A investigação do Professor Sälzer também mostra que uma melhor monitorização da assiduidade pode ajudar a melhorar a experiência geral de aprendizagem dos alunos. As escolas que acompanham de perto a frequência podem compreender melhor porque é que os alunos faltam – seja devido a dificuldades financeiras, problemas de saúde mental ou outros desafios. Com esta informação, podem fornecer o apoio adequado, como aconselhamento para ajudar os alunos com questões emocionais e académicas; aulas particulares para oferecer aulas extras para ajudar os alunos a se atualizarem; ou trabalhar com os pais para encontrar soluções. Isso ajuda a criar um ambiente escolar onde os alunos se sintam apoiados e motivados para assistir às aulas regularmente.
Embora este estudo se tenha centrado na Alemanha, as suas conclusões são relevantes para escolas de todo o mundo. Os países que procuram reduzir o absentismo devem considerar a utilização de ferramentas digitais, como software de monitorização de assiduidade online e bases de dados nacionais de assiduidade, para melhorar a monitorização. O professor Sälzer e colegas sublinham que a monitorização não deve consistir em punir os alunos, mas sim em criar um sistema que ajude a detectar problemas precocemente e a fornecer o apoio necessário.
À medida que as escolas continuam a crescer, garantir que cada aluno tenha o apoio necessário para frequentar a escola regularmente deve ser uma prioridade máxima. Ao utilizar estratégias baseadas em dados (baseando-se em factos e estatísticas para orientar as decisões) e ao estabelecer sistemas sólidos de monitorização da assiduidade, as escolas podem tomar medidas importantes para reduzir as faltas e melhorar o sucesso dos alunos.
Referência do diário
Sälzer C., Ricking H., Feldhaus M. “Abordando o absenteísmo escolar por meio do monitoramento: uma revisão de políticas e práticas educacionais baseadas em evidências.” Ciência da Educação, 2024. DOI: https://doi.org/10.3390/educsci14121365
Sobre o autor
Professora Christine Sälzer, Ph.D. Desde maio de 2018 é professor de educação na Universidade de Stuttgart. Estudou educação, psicologia e sociologia em Braunschweig, Berna e Friburgo, onde obteve seu doutorado.
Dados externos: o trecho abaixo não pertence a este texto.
//! Agent Components
//!
//! One agent is an entity carrying these components: holdings, relative
//! standing, the psychological cascade, competence, the adaptive reward
//! state, and an append-only history log.

use bevy_ecs::prelude::*;
use serde::{Deserialize, Serialize};

use crate::params::Params;

/// Dense, stable identifier for an agent (spawn order, fixed for the run).
#[derive(
    Component, Debug, Clone, Copy, PartialEq, Eq, PartialOrd, Ord, Hash, Serialize, Deserialize,
)]
pub struct AgentId(pub u32);

/// Scalar force holdings and the current tick's tax bookkeeping.
#[derive(Component, Debug, Clone, PartialEq, Serialize, Deserialize)]
pub struct Wealth {
    /// Current holdings, kept inside [0, wealth ceiling].
    pub current: f64,
    /// Tax debited this tick; feeds the reward engine as the agent's
    /// community contribution.
    pub last_tax_paid: f64,
}

impl Wealth {
    pub fn new(initial: f64) -> Self {
        Self {
            current: initial.max(0.0),
            last_tax_paid: 0.0,
        }
    }
}

/// Relative standing maintained by the population-wide normalization pass.
#[derive(Component, Debug, Clone, PartialEq, Serialize, Deserialize)]
pub struct Standing {
    /// Signed deviation from the even-split baseline.
    pub influence: f64,
    /// Relative share of the fixed zone capacity.
    pub status: f64,
    /// Previous tick's status, kept for the reward engine's status delta.
    pub prev_status: f64,
    /// Relative-share factor of the normalization.
    pub share_factor: f64,
}

impl Standing {
    /// Standing seeded from the absolute curves at spawn time, before the
    /// first normalization pass has run.
    pub fn seeded(influence: f64, status: f64) -> Self {
        Self {
            influence,
            status,
            prev_status: status,
            share_factor: 1.0,
        }
    }
}

/// Derived psychological variables, recomputed every tick from the
/// normalized standing.
#[derive(Component, Debug, Clone, Default, PartialEq, Serialize, Deserialize)]
pub struct Cascade {
    pub responsibility: f64,
    pub self_esteem: f64,
    pub willpower: f64,
    pub ambition: f64,
    pub inspiration: f64,
    pub action_level: f64,
}

/// Bounded competence plus its adaptive social learning rate.
#[derive(Component, Debug, Clone, PartialEq, Serialize, Deserialize)]
pub struct Competence {
    /// Current competence, kept inside [0, c_max].
    pub value: f64,
    /// Social learning rate, kept inside [kappa_min, kappa_max].
    pub kappa: f64,
}

impl Competence {
    pub fn new(kappa: f64) -> Self {
        Self { value: 0.0, kappa }
    }

    /// Re-derive the learning rate from the gap to the neighbor-best
    /// competence, linearly interpolated over the configured band.
    pub fn adapt_learning_rate(&mut self, gap: f64, params: &Params) {
        let mut normalized = gap / params.c_max;
        if !normalized.is_finite() {
            normalized = 0.0;
        }
        let kappa = params.kappa_min + (params.kappa_max - params.kappa_min) * normalized;
        self.kappa = kappa.clamp(params.kappa_min, params.kappa_max);
    }
}

/// Per-agent adaptive reward state: three blend weights, the smoothed
/// performance signal, and the last raw reward and TD-style error.
#[derive(Component, Debug, Clone, PartialEq, Serialize, Deserialize)]
pub struct RewardState {
    pub alpha: f64,
    pub beta: f64,
    pub gamma: f64,
    pub performance: f64,
    pub prev_performance: f64,
    pub raw_reward: f64,
    pub td_error: f64,
}

impl Default for RewardState {
    fn default() -> Self {
        Self {
            alpha: 0.4,
            beta: 0.3,
            gamma: 0.3,
            performance: 0.0,
            prev_performance: 0.0,
            raw_reward: 0.0,
            td_error: 0.0,
        }
    }
}

impl RewardState {
    /// One adaptive-reward step: blend the raw signal, smooth it, take an
    /// LMS step on each weight with its own input as gradient, and
    /// renormalize the weights to sum to one.
    ///
    /// If the pre-normalization sum is exactly zero (or non-finite), the
    /// weights reset to 1/3 each instead of dividing by zero.
    pub fn update(
        &mut self,
        delta_wealth: f64,
        contribution: f64,
        delta_status: f64,
        eta: f64,
        lambda: f64,
    ) {
        self.raw_reward =
            self.alpha * delta_wealth + self.beta * contribution + self.gamma * delta_status;
        self.performance = (1.0 - lambda) * self.raw_reward + lambda * self.prev_performance;
        self.td_error = self.raw_reward + lambda * self.performance - self.prev_performance;

        self.alpha += eta * self.td_error * delta_wealth;
        self.beta += eta * self.td_error * contribution;
        self.gamma += eta * self.td_error * delta_status;

        let total = self.alpha + self.beta + self.gamma;
        if total == 0.0 || !total.is_finite() {
            self.alpha = 1.0 / 3.0;
            self.beta = 1.0 / 3.0;
            self.gamma = 1.0 / 3.0;
        } else {
            self.alpha /= total;
            self.beta /= total;
            self.gamma /= total;
        }

        self.prev_performance = self.performance;
    }

    pub fn weight_sum(&self) -> f64 {
        self.alpha + self.beta + self.gamma
    }
}

/// One fixed-schema row of an agent's history, appended after every
/// completed tick. Named fields instead of string-keyed parallel arrays.
#[derive(Debug, Clone, PartialEq, Serialize, Deserialize)]
pub struct TickRecord {
    pub tick: u64,
    pub wealth: f64,
    pub tax_paid: f64,
    pub influence: f64,
    pub status: f64,
    pub share_factor: f64,
    pub responsibility: f64,
    pub self_esteem: f64,
    pub willpower: f64,
    pub ambition: f64,
    pub competence: f64,
    pub inspiration: f64,
    pub action_level: f64,
    pub alpha: f64,
    pub beta: f64,
    pub gamma: f64,
    pub performance: f64,
}

/// Append-only per-agent log, one record per completed tick. Written by the
/// history phase, read back only by external consumers.
#[derive(Component, Debug, Clone, Default, PartialEq, Serialize, Deserialize)]
pub struct History {
    pub records: Vec<TickRecord>,
}

impl History {
    pub fn push(&mut self, record: TickRecord) {
        self.records.push(record);
    }

    pub fn len(&self) -> usize {
        self.records.len()
    }

    pub fn is_empty(&self) -> bool {
        self.records.is_empty()
    }

    pub fn latest(&self) -> Option<&TickRecord> {
        self.records.last()
    }
}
Um artigo sobre o absentismo escolar foi publicado em 2010. De 2010 a 2017, atuou como gestora de projeto nacional para o estudo alemão PISA no Centro Internacional de Pesquisa em Educação da Universidade Técnica de Munique. Seus interesses de pesquisa incluem avaliação em larga escala, eficácia escolar e absenteísmo.

Professor Heinrich Ricking, Ph.D. Professor no Instituto de Educação Especial da Universidade de Leipzig desde junho de 2022, com foco no desenvolvimento emocional e social no contexto da educação especial e inclusão. Antes disso, adquiriu vasta experiência como professor de educação especial na Escola Albert Schweitzer em Kloppenburg e como professor universitário na Universidade de Oldenburg. Sua pesquisa se concentra na melhoria da qualidade da educação formal e na promoção do envolvimento escolar de crianças e adolescentes em situação de risco. Em seu ensino, o professor Ricking enfatiza o cultivo de profissionais com base teórica, com amplas habilidades práticas e atitudes profissionais.

Professor Dr. é um distinto microssociólogo da Universidade de Oldenburg. Ele recebeu seu Ph.D. em Sociologia em 2003 e posteriormente coordenou o programa prioritário “Beziehungs- und Familienpanel in Deutschland” (pairfam) da Fundação Alemã de Pesquisa (DFG). De 2010 a 2014 trabalhou como assistente de pesquisa na Universidade de Bremen e em 2014 tornou-se professor na Universidade de Oldenburg. Sua pesquisa se concentra na sociologia do curso de vida, na tomada de decisões e na dinâmica familiar.